Dillwynia cinerascens, commonly known as grey parrot-pea, is a species of flowering plant in the family Fabaceae and is endemic to south-eastern Australia. It is an erect to low-lying shrub with linear or thread-like leaves and orange or yellow flowers.

==Description==
Dillwynia cinerascens is a low-lying to erect, heath-like shrub that grows to a height of 0.3–1.5 m with hairs flattened against its stems. The leaves are linear to thread-like, 5–20 mm long and 0.3–0.5 mm wide, sometimes with a few white hairs. The flowers are mostly orange or yellow and arranged in short racemes or corymbs, usually on the ends of branchlets, each flower sessile or on a short peduncle. There are hairy bracts about 1 mm long and the sepals are about 4 mm long.
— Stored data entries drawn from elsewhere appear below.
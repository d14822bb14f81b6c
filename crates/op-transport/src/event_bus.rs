use std::fmt;
use std::sync::{Arc, Mutex, PoisonError};

use serde_json::Value;

use crate::adapter::AdapterKind;
use crate::channel::ChannelPattern;

/// Something an adapter observed: connection lifecycle or an inbound frame.
#[derive(Debug, Clone, PartialEq)]
pub enum TransportEvent {
    Open { adapter: AdapterKind },
    Close { adapter: AdapterKind },
    Error { adapter: AdapterKind, message: String },
    Message {
        adapter: AdapterKind,
        channel: String,
        payload: Value,
    },
}

impl TransportEvent {
    /// Name the event is dispatched under: `open`, `close`, `error`, or the
    /// inbound channel name.
    pub fn name(&self) -> &str {
        match self {
            TransportEvent::Open { .. } => "open",
            TransportEvent::Close { .. } => "close",
            TransportEvent::Error { .. } => "error",
            TransportEvent::Message { channel, .. } => channel,
        }
    }

    pub fn adapter(&self) -> AdapterKind {
        match self {
            TransportEvent::Open { adapter }
            | TransportEvent::Close { adapter }
            | TransportEvent::Error { adapter, .. }
            | TransportEvent::Message { adapter, .. } => *adapter,
        }
    }
}

struct Subscriber {
    pattern: ChannelPattern,
    tx: flume::Sender<TransportEvent>,
}

/// A broadcast event bus built on flume channels, filtered by channel pattern.
///
/// Each subscription gets its own receiver and sees every event published
/// after it subscribed whose name matches its pattern. Cloning shares the
/// subscriber list.
#[derive(Clone, Default)]
pub struct EventBus {
    inner: Arc<Mutex<Vec<Subscriber>>>,
}

impl EventBus {
    pub fn new() -> Self {
        Self::default()
    }

    pub fn subscribe(&self, pattern: impl Into<ChannelPattern>) -> flume::Receiver<TransportEvent> {
        let (tx, rx) = flume::unbounded();
        let mut subs = self.inner.lock().unwrap_or_else(PoisonError::into_inner);
        subs.push(Subscriber {
            pattern: pattern.into(),
            tx,
        });
        rx
    }

    /// Subscribe to every event.
    pub fn subscribe_all(&self) -> flume::Receiver<TransportEvent> {
        self.subscribe(ChannelPattern::any())
    }

    /// Deliver to all matching subscribers. Subscribers whose receivers were
    /// dropped are pruned.
    pub fn publish(&self, event: TransportEvent) {
        let mut subs = self.inner.lock().unwrap_or_else(PoisonError::into_inner);
        let name = event.name().to_string();
        subs.retain(|sub| {
            if !sub.pattern.matches(&name) {
                return !sub.tx.is_disconnected();
            }
            sub.tx.send(event.clone()).is_ok()
        });
    }

    pub fn subscriber_count(&self) -> usize {
        self.inner.lock().unwrap_or_else(PoisonError::into_inner).len()
    }
}

impl fmt::Debug for EventBus {
    fn fmt(&self, f: &mut fmt::Formatter<'_>) -> fmt::Result {
        f.debug_struct("EventBus")
            .field("subscribers", &self.subscriber_count())
            .finish()
    }
}

#[cfg(test)]
mod tests {
    use super::*;
    use serde_json::json;

    fn message(channel: &str) -> TransportEvent {
        TransportEvent::Message {
            adapter: AdapterKind::WebSocket,
            channel: channel.into(),
            payload: json!({ "ok": true }),
        }
    }

    #[test]
    fn pattern_subscribers_see_only_matches() {
        let bus = EventBus::new();
        let triggers = bus.subscribe("trigger:*");
        let everything = bus.subscribe_all();

        bus.publish(message("trigger:action"));
        bus.publish(message("logs"));
        bus.publish(TransportEvent::Open {
            adapter: AdapterKind::Axon,
        });

        assert_eq!(triggers.try_iter().count(), 1);
        assert_eq!(everything.try_iter().count(), 3);
    }

    #[test]
    fn dropped_receivers_are_pruned() {
        let bus = EventBus::new();
        let rx = bus.subscribe("logs");
        let _keep = bus.subscribe("status");
        assert_eq!(bus.subscriber_count(), 2);
        drop(rx);
        bus.publish(message("logs"));
        assert_eq!(bus.subscriber_count(), 1);
    }

    #[test]
    fn event_names() {
        assert_eq!(message("trigger:pm2:action").name(), "trigger:pm2:action");
        let err = TransportEvent::Error {
            adapter: AdapterKind::Axon,
            message: "boom".into(),
        };
        assert_eq!(err.name(), "error");
        assert_eq!(err.adapter(), AdapterKind::Axon);
    }
}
The standard petal is 5–8 mm long, the wings shorter and the keel shortest. Flowering occurs from September to December and the fruit is an egg-shaped pod 3–5 mm long and 1.5 mm wide containing smooth seeds.

==Taxonomy==
Dillwynia cinerascens was first formally described by botanist Robert Brown in the Botanical Magazine in 1821. Brown came across the plant in 1804 growing near the River Derwent in Tasmania. The specific epithet (cinerascens) means "becoming ash-grey".

==Distribution==
Grey parrot-pea grows in dry forest and woodland and is widespread in Victoria but also occurring in New South Wales south from near Bathurst, in Tasmania and in the far south-east of South Australia.